Alexander destroyed Darius III and ibn Abi Waqqas destroyed Yazdegerd III by humiliating them in battle after battle, then moved into Iran proper before someone could reconsolidate the dynasty.
>>2244940
Persians should just avoid "Thirds" in general.
>>2244961
Hilariously true. The last Safavid shah was Abbas III.
>>2244878
The Roman Empire's economy was centered around boat travel; if it wasn't accessible from either the Mediterranean, or a boat that could be sailed up a river from the Mediterranean, it probably wasn't worth having.

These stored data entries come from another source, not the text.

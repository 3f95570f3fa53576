//! The `broker` module holds the core of the pub/sub system: the action
//! protocol, subscriber handles, the subscription registry and the `Broker`
//! that ties them together.

pub mod action;
pub mod engine;
pub mod registry;
pub mod subscriber;
pub mod topic;

pub use action::{Action, ActionType};
pub use engine::Broker;
pub use registry::SubscriptionRegistry;
pub use subscriber::{Subscriber, SubscriberId};
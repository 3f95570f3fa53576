//! CLI for tracking-pubsub
//!
//! Subcommands:
//! - `server`: run the broker behind its WebSocket server
//! - `subscribe`: print account events published on a topic
//! - `publish`: read `accountId data...` lines from stdin and publish them

use std::sync::Arc;
use std::time::Duration;

use clap::Parser;
use tokio::io::{AsyncBufReadExt, BufReader};
use tracing::{error, info, warn};

use tracking_pubsub::broker::{ActionType, Broker};
use tracking_pubsub::client::{AccountEvent, ClientOptions, ConnectionClient, EventDisplay};
use tracking_pubsub::config::{Settings, load_config};
use tracking_pubsub::transport::start_websocket_server;
use tracking_pubsub::utils::{Result, logging};

#[derive(Parser)]
#[command(name = "tracking-pubsub")]
enum Command {
    /// Start the broker server
    Server,
    /// Subscribe to a topic and print incoming account events
    Subscribe {
        /// Topic to subscribe to (defaults to `client.topic`)
        #[arg(long)]
        topic: Option<String>,
        /// Only show events of these account ids
        #[arg(short, long = "filter", num_args = 1..)]
        filter: Vec<String>,
    },
    /// Publish account events read from stdin, one `accountId data...` per line
    Publish {
        /// Topic to publish to (defaults to `client.topic`)
        #[arg(long)]
        topic: Option<String>,
    },
}

#[tokio::main]
async fn main() {
    dotenvy::dotenv().ok();
    let cmd = Command::parse();

    let settings = match load_config() {
        Ok(settings) => settings,
        Err(e) => {
            logging::init("info");
            error!("Failed to load configuration: {e}");
            return;
        }
    };
    logging::init(&settings.log.level);

    let result = match cmd {
        Command::Server => run_server(&settings).await,
        Command::Subscribe { topic, filter } => run_subscriber(&settings, topic, filter).await,
        Command::Publish { topic } => run_publisher(&settings, topic).await,
    };
    if let Err(e) = result {
        error!("{e}");
    }
}

async fn run_server(settings: &Settings) -> Result<()> {
    let broker = Arc::new(Broker::new());

    tokio::select! {
        result = start_websocket_server(settings.server.addr(), settings.server.path.clone(), broker) => {
            result?;
            error!("WebSocket server exited unexpectedly.");
        }
        _ = tokio::signal::ctrl_c() => {
            info!("Shutdown signal received. Exiting gracefully.");
        }
    }

    Ok(())
}

async fn run_subscriber(settings: &Settings, topic: Option<String>, filter: Vec<String>) -> Result<()> {
    let topic = topic.unwrap_or_else(|| settings.client.topic.clone());
    let options = ClientOptions::from(&settings.client).subscribe_to(topic.clone());
    let display = EventDisplay::new(filter);
    if display.is_filtering() {
        info!("Showing only filtered account ids on {topic}");
    }

    let client = ConnectionClient::connect(options, Some(Arc::new(display)));
    tokio::signal::ctrl_c().await?;
    info!("Shutdown signal received. Exiting gracefully.");
    client.shutdown();
    Ok(())
}

async fn run_publisher(settings: &Settings, topic: Option<String>) -> Result<()> {
    let topic = topic.unwrap_or_else(|| settings.client.topic.clone());
    let client = ConnectionClient::connect(ClientOptions::from(&settings.client), None);
    let patience = Duration::from_millis(settings.client.connect_timeout_ms + settings.client.reconnect_delay_ms);

    let mut lines = BufReader::new(tokio::io::stdin()).lines();
    while let Some(line) = lines.next_line().await? {
        let Some((account_id, data)) = split_line(&line) else {
            warn!("Expected `accountId data...`, got {line:?}");
            continue;
        };
        wait_open(&client, patience).await;

        let event = AccountEvent::new(account_id, data);
        if let Err(e) = client.send_message(ActionType::Publish, &topic, Some(&event.encode())) {
            warn!("Event for account {account_id} dropped: {e}");
        }
    }

    // let the writer flush before closing
    tokio::time::sleep(Duration::from_millis(100)).await;
    client.shutdown();
    Ok(())
}

fn split_line(line: &str) -> Option<(&str, &str)> {
    let (account_id, data) = line.trim().split_once(char::is_whitespace)?;
    let data = data.trim();
    (!account_id.is_empty() && !data.is_empty()).then_some((account_id, data))
}

async fn wait_open(client: &ConnectionClient, patience: Duration) {
    let deadline = tokio::time::Instant::now() + patience;
    while !client.is_open() && tokio::time::Instant::now() < deadline {
        tokio::time::sleep(Duration::from_millis(50)).await;
    }
}
//! The `error` module defines the error type shared by every layer of the
//! `tracking-pubsub` application.
//!
//! Broker-side variants are recoverable conditions: the broker records their
//! `Display` text as its last error instead of propagating them. Client-side
//! variants drive the reconnect loop and are logged, never surfaced to callers
//! of the connection API.

use thiserror::Error;

use crate::broker::action::ActionType;

pub type Result<T> = std::result::Result<T, PubSubError>;

#[derive(Debug, Error)]
pub enum PubSubError {
    #[error("Action or Subscriber is missing")]
    MissingActionOrSubscriber,

    #[error("Action type is missing")]
    MissingActionType,

    #[error("Unknown action type '{0}'. Should be one of {allowed}", allowed = ActionType::allowed())]
    InvalidAction(String),

    #[error("Topic is missing or formed only from space characters")]
    InvalidTopic,

    #[error("Message is missing or formed only from space characters")]
    InvalidMessage,

    #[error("Subscriber is missing")]
    InvalidSubscriber,

    #[error("Malformed wire message: {0}")]
    MalformedWireMessage(String),

    #[error("Failed to deliver to {subscriber}: {reason}")]
    DeliveryFailure { subscriber: String, reason: String },

    #[error("{0}")]
    InvalidEvent(String),

    #[error("Connection error: {0}")]
    Connection(String),

    #[error(transparent)]
    Config(#[from] config::ConfigError),

    #[error(transparent)]
    Io(#[from] std::io::Error),
}
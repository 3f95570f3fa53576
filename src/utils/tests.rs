use super::PubSubError;
use super::logging;

#[test]
fn logging_init_accepts_levels() {
    // Should not panic
    logging::init("info");
    logging::init("debug");
    logging::init("warn");
}

#[test]
fn parse_level_falls_back_to_info() {
    assert_eq!(logging::parse_level("WARNING"), tracing::Level::WARN);
    assert_eq!(logging::parse_level(" trace "), tracing::Level::TRACE);
    assert_eq!(logging::parse_level("verbose"), tracing::Level::INFO);
}

#[test]
fn invalid_action_names_allowed_types() {
    let text = PubSubError::InvalidAction("PUSH".to_string()).to_string();
    assert!(text.contains("PUSH"));
    for allowed in ["PUBLISH", "SUBSCRIBE", "UNSUBSCRIBE", "UNSUBSCRIBEALL"] {
        assert!(text.contains(allowed), "missing {allowed} in {text}");
    }
}
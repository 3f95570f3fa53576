//! Account event payload
//!
//! Messages published on the accounts topic are plain text of the form
//! `accountId;timestamp;data`. The producer builds them with
//! `AccountEvent::new`, the consumer reads them back with `AccountEvent::parse`.

use chrono::{SecondsFormat, Utc};
use serde::{Deserialize, Serialize};

use crate::utils::PubSubError;

pub const EVENT_DELIMITER: char = ';';

#[derive(Debug, Clone, PartialEq, Eq, Serialize, Deserialize)]
#[serde(rename_all = "camelCase")]
pub struct AccountEvent {
    pub account_id: String,
    pub timestamp: String,
    pub data: String,
}

impl AccountEvent {
    /// Stamp a new event with the current UTC time.
    pub fn new(account_id: impl Into<String>, data: impl Into<String>) -> Self {
        Self {
            account_id: account_id.into(),
            timestamp: Utc::now().to_rfc3339_opts(SecondsFormat::Millis, true),
            data: data.into(),
        }
    }

    pub fn encode(&self) -> String {
        format!(
            "{}{EVENT_DELIMITER}{}{EVENT_DELIMITER}{}",
            self.account_id, self.timestamp, self.data
        )
    }

    pub fn parse(message: &str) -> Result<Self, PubSubError> {
        if message.trim().is_empty() {
            return Err(PubSubError::InvalidEvent(
                "Message is blank and can not be displayed.".to_string(),
            ));
        }
        let parts: Vec<&str> = message.split(EVENT_DELIMITER).collect();
        match parts.as_slice() {
            [account_id, timestamp, data] => Ok(Self {
                account_id: account_id.to_string(),
                timestamp: timestamp.to_string(),
                data: data.to_string(),
            }),
            _ => Err(PubSubError::InvalidEvent(format!(
                "Message consists of {} parts. Should consist of 3 parts.",
                parts.len()
            ))),
        }
    }
}
//! Display filter
//!
//! Sink for the consuming client. Each inbound account event is rendered as
//! one JSON line on stdout, optionally restricted to an allow-list of account
//! ids. Messages that are not account events are logged and skipped.

use std::collections::HashSet;

use tracing::warn;

use crate::client::connection::MessageSink;
use crate::client::event::AccountEvent;

#[derive(Debug, Clone, Default)]
pub struct EventDisplay {
    account_ids: HashSet<String>,
}

impl EventDisplay {
    /// An empty allow-list displays every event.
    pub fn new(account_ids: impl IntoIterator<Item = String>) -> Self {
        Self {
            account_ids: account_ids.into_iter().collect(),
        }
    }

    pub fn is_filtering(&self) -> bool {
        !self.account_ids.is_empty()
    }

    /// The JSON line for `message`, or `None` when it is skipped.
    pub fn render(&self, message: &str) -> Option<String> {
        let event = match AccountEvent::parse(message) {
            Ok(event) => event,
            Err(e) => {
                warn!("{e}");
                return None;
            }
        };
        if self.is_filtering() && !self.account_ids.contains(&event.account_id) {
            return None;
        }
        match serde_json::to_string(&event) {
            Ok(line) => Some(line),
            Err(e) => {
                warn!("Failed to serialize event: {e}");
                None
            }
        }
    }
}

impl MessageSink for EventDisplay {
    fn on_message(&self, payload: &str) {
        if let Some(line) = self.render(payload) {
            println!("{line}");
        }
    }
}
//! # tracking-pubsub
//!
//! `tracking-pubsub` is an in-memory, topic-based publish/subscribe broker
//! for account tracking events, together with the reconnecting WebSocket
//! client used by event producers and consumers.
//!
//! ## Core Modules
//!
//! - `broker`: Actions, subscribers, the subscription registry and the broker that executes actions.
//! - `client`: The reconnecting connection client, account events and the display filter.
//! - `config`: Loads settings from `config/default` and `PUBSUB_*` environment variables.
//! - `transport`: The WebSocket server and the JSON wire format of actions.
//! - `utils`: Shared error type and logging setup.

pub mod broker;
pub mod client;
pub mod config;
pub mod transport;
pub mod utils;
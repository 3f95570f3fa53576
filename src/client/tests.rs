use std::sync::Arc;
use std::time::{Duration, Instant};

use futures_util::{SinkExt, StreamExt};
use serde_json::json;
use tokio::net::TcpListener;
use tokio::sync::mpsc;
use tokio_tungstenite::{accept_async, connect_async};
use tungstenite::protocol::Message as WsMessage;

use super::{AccountEvent, ClientOptions, ConnectionClient, ConnectionState, EventDisplay, MessageSink};
use crate::broker::{ActionType, Broker};
use crate::config::ClientSettings;
use crate::transport::serve;
use crate::utils::PubSubError;

const DELAY: Duration = Duration::from_millis(200);

async fn setup_server() -> (String, Arc<Broker>) {
    let listener = TcpListener::bind("127.0.0.1:0").await.expect("bind");
    let addr = listener.local_addr().expect("local addr");
    let broker = Arc::new(Broker::new());
    tokio::spawn(serve(listener, "/events".to_string(), broker.clone()));
    (format!("ws://{addr}/events"), broker)
}

fn options(url: &str) -> ClientOptions {
    ClientOptions::new(url)
        .reconnect_delay(DELAY)
        .connect_timeout(Duration::from_millis(1000))
}

/// A listener that accepts TCP connections but never answers the handshake.
async fn silent_server() -> String {
    let listener = TcpListener::bind("127.0.0.1:0").await.expect("bind");
    let addr = listener.local_addr().expect("local addr");
    tokio::spawn(async move {
        let mut held = Vec::new();
        while let Ok((stream, _)) = listener.accept().await {
            held.push(stream);
        }
    });
    format!("ws://{addr}/events")
}

/// A server that completes every handshake and closes the connection shortly after.
async fn closing_server() -> String {
    let listener = TcpListener::bind("127.0.0.1:0").await.expect("bind");
    let addr = listener.local_addr().expect("local addr");
    tokio::spawn(async move {
        while let Ok((stream, _)) = listener.accept().await {
            tokio::spawn(async move {
                let Ok(mut ws) = accept_async(stream).await else {
                    return;
                };
                tokio::time::sleep(Duration::from_millis(50)).await;
                let _ = ws.close(None).await;
                while let Some(Ok(_)) = ws.next().await {}
            });
        }
    });
    format!("ws://{addr}/events")
}

async fn wait_until(mut condition: impl FnMut() -> bool) {
    for _ in 0..150 {
        if condition() {
            return;
        }
        tokio::time::sleep(Duration::from_millis(20)).await;
    }
    panic!("condition not reached in time");
}

#[test]
fn test_account_event_encode_and_parse() {
    let event = AccountEvent::new("42", "lat=46.05");
    let encoded = event.encode();
    assert!(encoded.starts_with("42;"));
    assert!(encoded.ends_with(";lat=46.05"));
    assert_eq!(AccountEvent::parse(&encoded).unwrap(), event);
}

#[test]
fn test_account_event_parse_rejects_bad_shapes() {
    assert!(matches!(AccountEvent::parse("   "), Err(PubSubError::InvalidEvent(_))));
    let err = AccountEvent::parse("1;2").unwrap_err();
    assert_eq!(err.to_string(), "Message consists of 2 parts. Should consist of 3 parts.");
    assert!(AccountEvent::parse("1;2;3;4").is_err());
}

#[test]
fn test_display_renders_json_line() {
    let display = EventDisplay::default();
    let line = display.render("7;2024-01-01T00:00:00Z;hello").unwrap();
    let value: serde_json::Value = serde_json::from_str(&line).unwrap();
    assert_eq!(
        value,
        json!({ "accountId": "7", "timestamp": "2024-01-01T00:00:00Z", "data": "hello" })
    );
}

#[test]
fn test_display_applies_account_filter() {
    let display = EventDisplay::new(["1".to_string(), "3".to_string()]);
    assert!(display.is_filtering());
    assert!(display.render("1;t;a").is_some());
    assert!(display.render("2;t;b").is_none());
    assert!(display.render("3;t;c").is_some());
    assert!(display.render("not an event").is_none());
    assert!(display.render("").is_none());
}

#[test]
fn test_options_from_settings() {
    let settings = ClientSettings {
        url: "ws://example:1/events".to_string(),
        topic: "accounts".to_string(),
        reconnect_delay_ms: 250,
        connect_timeout_ms: 750,
    };
    let opts = ClientOptions::from(&settings).subscribe_to(settings.topic.clone());
    assert_eq!(opts.url, "ws://example:1/events");
    assert_eq!(opts.subscription_topic.as_deref(), Some("accounts"));
    assert_eq!(opts.reconnect_delay, Duration::from_millis(250));
    assert_eq!(opts.connect_timeout, Duration::from_millis(750));
}

#[tokio::test]
async fn test_client_subscribes_on_open_and_forwards_messages() {
    let (url, broker) = setup_server().await;
    let (tx, mut rx) = mpsc::unbounded_channel::<String>();
    let sink: Arc<dyn MessageSink> = Arc::new(move |payload: &str| {
        let _ = tx.send(payload.to_string());
    });

    let client = ConnectionClient::connect(options(&url).subscribe_to("accounts"), Some(sink));
    wait_until(|| client.is_open()).await;
    wait_until(|| broker.registry().get_subscribers("accounts").len() == 1).await;

    let (mut producer, _) = connect_async(url.as_str()).await.expect("connect");
    producer
        .send(WsMessage::text(
            json!({ "type": "PUBLISH", "topic": "accounts", "message": "1;now;data" }).to_string(),
        ))
        .await
        .expect("send");

    let received = tokio::time::timeout(Duration::from_secs(2), rx.recv())
        .await
        .expect("timed out")
        .expect("sink closed");
    assert_eq!(received, "1;now;data");

    client.shutdown();
}

#[tokio::test]
async fn test_send_message_publishes_through_broker() {
    let (url, broker) = setup_server().await;

    let (mut consumer, _) = connect_async(url.as_str()).await.expect("connect");
    consumer
        .send(WsMessage::text(
            json!({ "type": "SUBSCRIBE", "topic": "accounts" }).to_string(),
        ))
        .await
        .expect("send");
    wait_until(|| broker.registry().contains_topic("accounts")).await;

    let producer = ConnectionClient::connect(options(&url), None);
    wait_until(|| producer.is_open()).await;
    producer
        .send_message(ActionType::Publish, "accounts", Some("5;now;moved"))
        .expect("send_message");

    match tokio::time::timeout(Duration::from_secs(2), consumer.next()).await {
        Ok(Some(Ok(WsMessage::Text(text)))) => assert_eq!(text.as_str(), "5;now;moved"),
        other => panic!("Expected a text message, got {other:?}"),
    }

    producer.shutdown();
}

#[tokio::test]
async fn test_send_message_without_connection_fails() {
    // nothing listens on this port once the listener is dropped
    let listener = TcpListener::bind("127.0.0.1:0").await.expect("bind");
    let addr = listener.local_addr().expect("local addr");
    drop(listener);

    let client = ConnectionClient::connect(options(&format!("ws://{addr}/events")), None);
    let result = client.send_message(ActionType::Publish, "accounts", Some("x"));
    assert!(matches!(result, Err(PubSubError::Connection(_))));
    client.shutdown();
}

#[tokio::test]
async fn test_reconnects_after_close() {
    let (url, broker) = setup_server().await;
    let client = ConnectionClient::connect(options(&url).subscribe_to("accounts"), None);
    wait_until(|| client.is_open()).await;
    assert_eq!(client.connections_opened(), 1);

    let closed_at = Instant::now();
    client.close();
    wait_until(|| client.connections_opened() == 2 && client.is_open()).await;

    let elapsed = closed_at.elapsed();
    assert!(elapsed >= DELAY, "reconnected too early: {elapsed:?}");
    assert!(elapsed < DELAY + Duration::from_secs(2), "reconnected too late: {elapsed:?}");

    // the old connection was unsubscribed, the new one subscribed again
    wait_until(|| broker.registry().get_subscribers("accounts").len() == 1).await;

    client.shutdown();
}

#[tokio::test]
async fn test_reconnect_aborted_when_already_open() {
    let (url, _broker) = setup_server().await;
    let client = ConnectionClient::connect(options(&url), None);
    wait_until(|| client.is_open()).await;

    client.schedule_reconnect();
    tokio::time::sleep(DELAY * 3).await;

    assert!(client.is_open());
    assert_eq!(client.connections_opened(), 1);
    assert_eq!(client.attempts(), 1);

    client.shutdown();
}

#[tokio::test]
async fn test_keeps_retrying_unreachable_server() {
    let listener = TcpListener::bind("127.0.0.1:0").await.expect("bind");
    let addr = listener.local_addr().expect("local addr");
    drop(listener);

    let client = ConnectionClient::connect(options(&format!("ws://{addr}/events")), None);
    wait_until(|| client.attempts() >= 3).await;
    assert_ne!(client.state(), ConnectionState::Open);
    assert_eq!(client.connections_opened(), 0);

    client.shutdown();
}

#[tokio::test]
async fn test_shutdown_stops_reconnecting() {
    let (url, broker) = setup_server().await;
    let client = ConnectionClient::connect(options(&url).subscribe_to("accounts"), None);
    wait_until(|| client.is_open()).await;

    client.shutdown();
    wait_until(|| client.state() == ConnectionState::Disconnected).await;
    wait_until(|| broker.registry().is_empty()).await;

    tokio::time::sleep(DELAY * 3).await;
    assert_eq!(client.connections_opened(), 1);
    assert_eq!(client.state(), ConnectionState::Disconnected);
}

#[tokio::test]
async fn test_connect_timeout_abandons_attempt_and_retries() {
    let url = silent_server().await;
    let opts = ClientOptions::new(url)
        .reconnect_delay(Duration::from_millis(100))
        .connect_timeout(Duration::from_millis(150));

    let client = ConnectionClient::connect(opts, None);
    wait_until(|| client.attempts() >= 3).await;
    assert_eq!(client.connections_opened(), 0);
    assert_ne!(client.state(), ConnectionState::Open);

    client.shutdown();
}

#[tokio::test]
async fn test_reconnects_after_remote_close() {
    let url = closing_server().await;
    let client = ConnectionClient::connect(options(&url), None);

    wait_until(|| client.connections_opened() >= 2).await;
    assert!(client.attempts() >= 2);

    client.shutdown();
}

#[tokio::test]
async fn test_shutdown_during_connect_attempt_disconnects() {
    let url = silent_server().await;
    let client = ConnectionClient::connect(options(&url), None);
    wait_until(|| client.state() == ConnectionState::Connecting).await;

    client.shutdown();
    assert_eq!(client.state(), ConnectionState::Disconnected);

    tokio::time::sleep(DELAY * 3).await;
    assert_eq!(client.state(), ConnectionState::Disconnected);
    assert_eq!(client.attempts(), 1);
}
//! Protocol actions
//!
//! An `Action` is what a client sends over the wire: a type, a topic and an
//! optional message. The raw `type` string is kept as received so that a
//! missing or unknown type can still reach the broker and be reported there;
//! `Action::validate` turns it into the closed `ActionType` enum.

use std::fmt;
use std::str::FromStr;

use serde::{Deserialize, Serialize};

use crate::utils::PubSubError;

#[derive(Debug, Clone, Copy, PartialEq, Eq, Hash, Serialize, Deserialize)]
#[serde(rename_all = "UPPERCASE")]
pub enum ActionType {
    /// Deliver `message` to every other subscriber of `topic`.
    Publish,
    /// Start receiving messages published to `topic`.
    Subscribe,
    /// Stop receiving messages published to `topic`.
    Unsubscribe,
    /// Stop receiving messages from every topic.
    UnsubscribeAll,
}

impl ActionType {
    pub const ALL: [ActionType; 4] = [
        ActionType::Publish,
        ActionType::Subscribe,
        ActionType::Unsubscribe,
        ActionType::UnsubscribeAll,
    ];

    pub fn as_str(&self) -> &'static str {
        match self {
            ActionType::Publish => "PUBLISH",
            ActionType::Subscribe => "SUBSCRIBE",
            ActionType::Unsubscribe => "UNSUBSCRIBE",
            ActionType::UnsubscribeAll => "UNSUBSCRIBEALL",
        }
    }

    /// Bracketed list of the accepted type names, used in error messages.
    pub fn allowed() -> String {
        let names: Vec<&str> = Self::ALL.iter().map(ActionType::as_str).collect();
        format!("[{}]", names.join(", "))
    }
}

impl fmt::Display for ActionType {
    fn fmt(&self, f: &mut fmt::Formatter<'_>) -> fmt::Result {
        f.write_str(self.as_str())
    }
}

impl FromStr for ActionType {
    type Err = PubSubError;

    fn from_str(s: &str) -> Result<Self, Self::Err> {
        Self::ALL
            .into_iter()
            .find(|t| t.as_str() == s)
            .ok_or_else(|| PubSubError::InvalidAction(s.to_string()))
    }
}

/// One protocol operation as decoded from the wire.
#[derive(Debug, Clone, Default, PartialEq, Eq, Serialize, Deserialize)]
pub struct Action {
    #[serde(rename = "type", default)]
    action_type: Option<String>,
    #[serde(default)]
    topic: Option<String>,
    #[serde(default)]
    message: Option<String>,
}

impl Action {
    pub fn new(action_type: ActionType, topic: impl Into<String>, message: Option<String>) -> Self {
        Self {
            action_type: Some(action_type.as_str().to_string()),
            topic: Some(topic.into()),
            message,
        }
    }

    /// Builds an action from untyped parts, exactly as a decoder would.
    pub fn from_raw(
        action_type: Option<&str>,
        topic: Option<&str>,
        message: Option<&str>,
    ) -> Self {
        Self {
            action_type: action_type.map(str::to_string),
            topic: topic.map(str::to_string),
            message: message.map(str::to_string),
        }
    }

    pub fn subscribe(topic: impl Into<String>) -> Self {
        Self::new(ActionType::Subscribe, topic, None)
    }

    pub fn publish(topic: impl Into<String>, message: impl Into<String>) -> Self {
        Self::new(ActionType::Publish, topic, Some(message.into()))
    }

    pub fn unsubscribe(topic: impl Into<String>) -> Self {
        Self::new(ActionType::Unsubscribe, topic, None)
    }

    pub fn unsubscribe_all() -> Self {
        Self {
            action_type: Some(ActionType::UnsubscribeAll.as_str().to_string()),
            topic: None,
            message: None,
        }
    }

    pub fn action_type(&self) -> Option<&str> {
        self.action_type.as_deref()
    }

    pub fn topic(&self) -> Option<&str> {
        self.topic.as_deref()
    }

    pub fn message(&self) -> Option<&str> {
        self.message.as_deref()
    }

    /// Resolves the raw type into an `ActionType`.
    ///
    /// Fails with `MissingActionType` when the type is absent or blank and
    /// with `InvalidAction` when it names none of the four known types.
    pub fn validate(&self) -> Result<ActionType, PubSubError> {
        match self.action_type.as_deref() {
            None => Err(PubSubError::MissingActionType),
            Some(t) if t.trim().is_empty() => Err(PubSubError::MissingActionType),
            Some(t) => t.parse(),
        }
    }

    pub fn is_valid(&self) -> bool {
        self.validate().is_ok()
    }
}

impl fmt::Display for Action {
    fn fmt(&self, f: &mut fmt::Formatter<'_>) -> fmt::Result {
        write!(
            f,
            "Action{{type={}, topic={}, message={}}}",
            self.action_type.as_deref().unwrap_or("null"),
            self.topic.as_deref().unwrap_or("null"),
            self.message.as_deref().unwrap_or("null"),
        )
    }
}

/// Whitespace-only strings count as blank.
pub(crate) fn is_blank(value: Option<&str>) -> bool {
    value.is_none_or(|v| v.trim().is_empty())
}
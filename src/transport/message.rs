use crate::broker::Action;
use crate::utils::PubSubError;

/// Reply sent back on a connection whose frame could not be decoded.
pub const INVALID_FORMAT_REPLY: &str = r#"Invalid message format. Should be JSON, example: {"type":"SUBSCRIBE","topic":"myTopic","message":"Hello World!"}"#;

/// Decode one text frame into an `Action`.
///
/// Any JSON object whose `type`, `topic` and `message` fields are strings,
/// null or absent decodes; unknown fields are ignored. Whether the type is one
/// the broker understands is checked later by the broker itself.
pub fn decode_action(text: &str) -> Result<Action, PubSubError> {
    serde_json::from_str::<Action>(text).map_err(|e| PubSubError::MalformedWireMessage(e.to_string()))
}

/// Encode an action as a wire frame.
pub fn encode_action(action: &Action) -> Result<String, PubSubError> {
    serde_json::to_string(action).map_err(|e| PubSubError::MalformedWireMessage(e.to_string()))
}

The Romans could sack the Parthians or later the Sassanids, but they couldn't really economically integrate it, rendering conquest more or less useless.
>>2244878
I don't know why idiots think annexing someone is as easy as just conquering him. The military conquest is actually the easy part.
At some point the romans literally stopped researching administrative tech. This capped their borders at more or less their historical max. Once they stopped being able to expand it was all downhill from there.